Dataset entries
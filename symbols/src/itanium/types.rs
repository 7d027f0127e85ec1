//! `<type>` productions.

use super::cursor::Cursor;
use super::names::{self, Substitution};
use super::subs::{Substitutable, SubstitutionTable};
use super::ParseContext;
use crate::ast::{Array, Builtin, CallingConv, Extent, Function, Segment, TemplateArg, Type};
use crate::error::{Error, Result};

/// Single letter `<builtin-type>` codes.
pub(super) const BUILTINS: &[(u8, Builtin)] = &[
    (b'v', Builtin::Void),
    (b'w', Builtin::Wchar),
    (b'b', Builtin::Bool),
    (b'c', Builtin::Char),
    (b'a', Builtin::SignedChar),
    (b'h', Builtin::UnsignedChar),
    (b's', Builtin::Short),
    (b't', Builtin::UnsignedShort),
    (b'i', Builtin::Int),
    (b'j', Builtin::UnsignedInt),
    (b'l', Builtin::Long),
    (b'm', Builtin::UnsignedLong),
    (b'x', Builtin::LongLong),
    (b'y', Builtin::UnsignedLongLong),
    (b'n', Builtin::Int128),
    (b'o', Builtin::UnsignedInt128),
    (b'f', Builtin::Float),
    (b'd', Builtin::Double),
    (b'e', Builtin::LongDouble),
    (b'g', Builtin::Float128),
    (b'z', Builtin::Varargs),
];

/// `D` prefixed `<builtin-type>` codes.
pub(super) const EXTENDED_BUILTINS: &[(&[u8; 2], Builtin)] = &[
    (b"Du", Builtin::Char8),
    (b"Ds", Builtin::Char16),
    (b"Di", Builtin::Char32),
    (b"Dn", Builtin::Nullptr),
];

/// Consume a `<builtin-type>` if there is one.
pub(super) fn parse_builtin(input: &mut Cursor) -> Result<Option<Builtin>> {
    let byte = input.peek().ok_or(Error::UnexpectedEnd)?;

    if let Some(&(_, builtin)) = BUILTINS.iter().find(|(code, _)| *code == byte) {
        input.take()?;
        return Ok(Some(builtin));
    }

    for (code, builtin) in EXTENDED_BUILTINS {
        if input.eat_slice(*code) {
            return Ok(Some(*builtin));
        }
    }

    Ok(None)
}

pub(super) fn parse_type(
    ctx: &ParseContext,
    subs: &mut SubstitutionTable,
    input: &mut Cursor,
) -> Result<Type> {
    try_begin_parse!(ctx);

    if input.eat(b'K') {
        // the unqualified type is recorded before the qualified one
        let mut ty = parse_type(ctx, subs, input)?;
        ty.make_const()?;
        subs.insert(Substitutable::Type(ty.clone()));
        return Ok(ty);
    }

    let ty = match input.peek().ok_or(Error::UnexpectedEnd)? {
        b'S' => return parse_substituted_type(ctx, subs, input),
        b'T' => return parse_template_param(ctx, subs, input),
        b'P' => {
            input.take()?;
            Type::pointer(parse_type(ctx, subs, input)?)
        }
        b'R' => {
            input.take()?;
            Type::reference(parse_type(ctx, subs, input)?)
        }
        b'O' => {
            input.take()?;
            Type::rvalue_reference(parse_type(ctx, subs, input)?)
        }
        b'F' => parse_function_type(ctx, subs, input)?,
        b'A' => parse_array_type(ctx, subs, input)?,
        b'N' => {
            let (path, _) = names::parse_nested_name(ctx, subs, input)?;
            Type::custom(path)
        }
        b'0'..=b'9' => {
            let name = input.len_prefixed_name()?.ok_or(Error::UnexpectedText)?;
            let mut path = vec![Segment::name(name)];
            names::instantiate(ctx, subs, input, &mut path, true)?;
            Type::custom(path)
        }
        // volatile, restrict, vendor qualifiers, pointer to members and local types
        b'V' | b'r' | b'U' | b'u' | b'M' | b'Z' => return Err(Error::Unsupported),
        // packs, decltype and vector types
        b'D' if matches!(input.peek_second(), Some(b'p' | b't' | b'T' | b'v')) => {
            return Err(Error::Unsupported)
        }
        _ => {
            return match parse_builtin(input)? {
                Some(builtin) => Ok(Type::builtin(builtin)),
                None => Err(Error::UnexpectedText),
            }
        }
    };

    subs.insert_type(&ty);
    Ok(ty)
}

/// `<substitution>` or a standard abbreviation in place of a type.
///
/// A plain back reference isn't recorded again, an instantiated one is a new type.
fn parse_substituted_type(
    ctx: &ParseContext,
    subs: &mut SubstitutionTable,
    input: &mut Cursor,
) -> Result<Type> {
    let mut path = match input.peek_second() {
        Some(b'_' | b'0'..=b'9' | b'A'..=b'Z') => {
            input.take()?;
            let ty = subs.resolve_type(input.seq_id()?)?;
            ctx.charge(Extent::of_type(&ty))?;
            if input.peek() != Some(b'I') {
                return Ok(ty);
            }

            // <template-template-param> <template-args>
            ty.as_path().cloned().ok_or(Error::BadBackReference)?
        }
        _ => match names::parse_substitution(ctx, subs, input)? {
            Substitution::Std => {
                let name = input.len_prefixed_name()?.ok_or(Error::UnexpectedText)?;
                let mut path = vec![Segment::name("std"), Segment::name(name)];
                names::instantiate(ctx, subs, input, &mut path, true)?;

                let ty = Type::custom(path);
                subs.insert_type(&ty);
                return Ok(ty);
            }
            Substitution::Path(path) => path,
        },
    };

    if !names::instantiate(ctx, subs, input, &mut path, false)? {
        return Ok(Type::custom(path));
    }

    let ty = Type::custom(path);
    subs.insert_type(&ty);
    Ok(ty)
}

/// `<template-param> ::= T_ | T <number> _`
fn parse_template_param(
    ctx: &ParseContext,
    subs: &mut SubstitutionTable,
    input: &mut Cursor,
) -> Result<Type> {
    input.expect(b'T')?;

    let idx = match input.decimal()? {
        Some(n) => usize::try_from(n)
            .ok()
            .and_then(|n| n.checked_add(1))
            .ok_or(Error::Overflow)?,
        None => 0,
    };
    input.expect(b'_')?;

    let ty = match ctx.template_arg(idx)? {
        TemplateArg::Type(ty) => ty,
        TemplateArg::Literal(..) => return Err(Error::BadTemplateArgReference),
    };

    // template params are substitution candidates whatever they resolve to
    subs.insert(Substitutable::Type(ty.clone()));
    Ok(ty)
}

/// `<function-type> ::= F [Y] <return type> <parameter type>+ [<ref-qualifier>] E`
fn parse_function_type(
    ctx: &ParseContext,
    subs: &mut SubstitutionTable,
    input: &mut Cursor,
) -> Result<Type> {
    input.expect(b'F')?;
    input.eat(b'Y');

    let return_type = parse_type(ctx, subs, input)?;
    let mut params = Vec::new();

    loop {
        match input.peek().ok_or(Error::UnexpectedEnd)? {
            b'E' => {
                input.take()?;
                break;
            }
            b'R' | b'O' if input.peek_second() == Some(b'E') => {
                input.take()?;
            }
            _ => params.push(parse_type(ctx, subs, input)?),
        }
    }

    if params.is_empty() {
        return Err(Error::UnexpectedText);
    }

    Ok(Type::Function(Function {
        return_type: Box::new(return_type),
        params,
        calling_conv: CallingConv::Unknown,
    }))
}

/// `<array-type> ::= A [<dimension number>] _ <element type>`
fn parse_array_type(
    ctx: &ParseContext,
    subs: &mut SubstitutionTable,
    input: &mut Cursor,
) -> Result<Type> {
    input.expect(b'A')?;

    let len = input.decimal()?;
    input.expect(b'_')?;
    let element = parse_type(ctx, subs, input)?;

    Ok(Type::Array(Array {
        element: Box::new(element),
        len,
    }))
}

__What is being asked__:
Checking the data above line by line, please work out how many lines include "params", and reply with the number only.

__Result for this task__:
5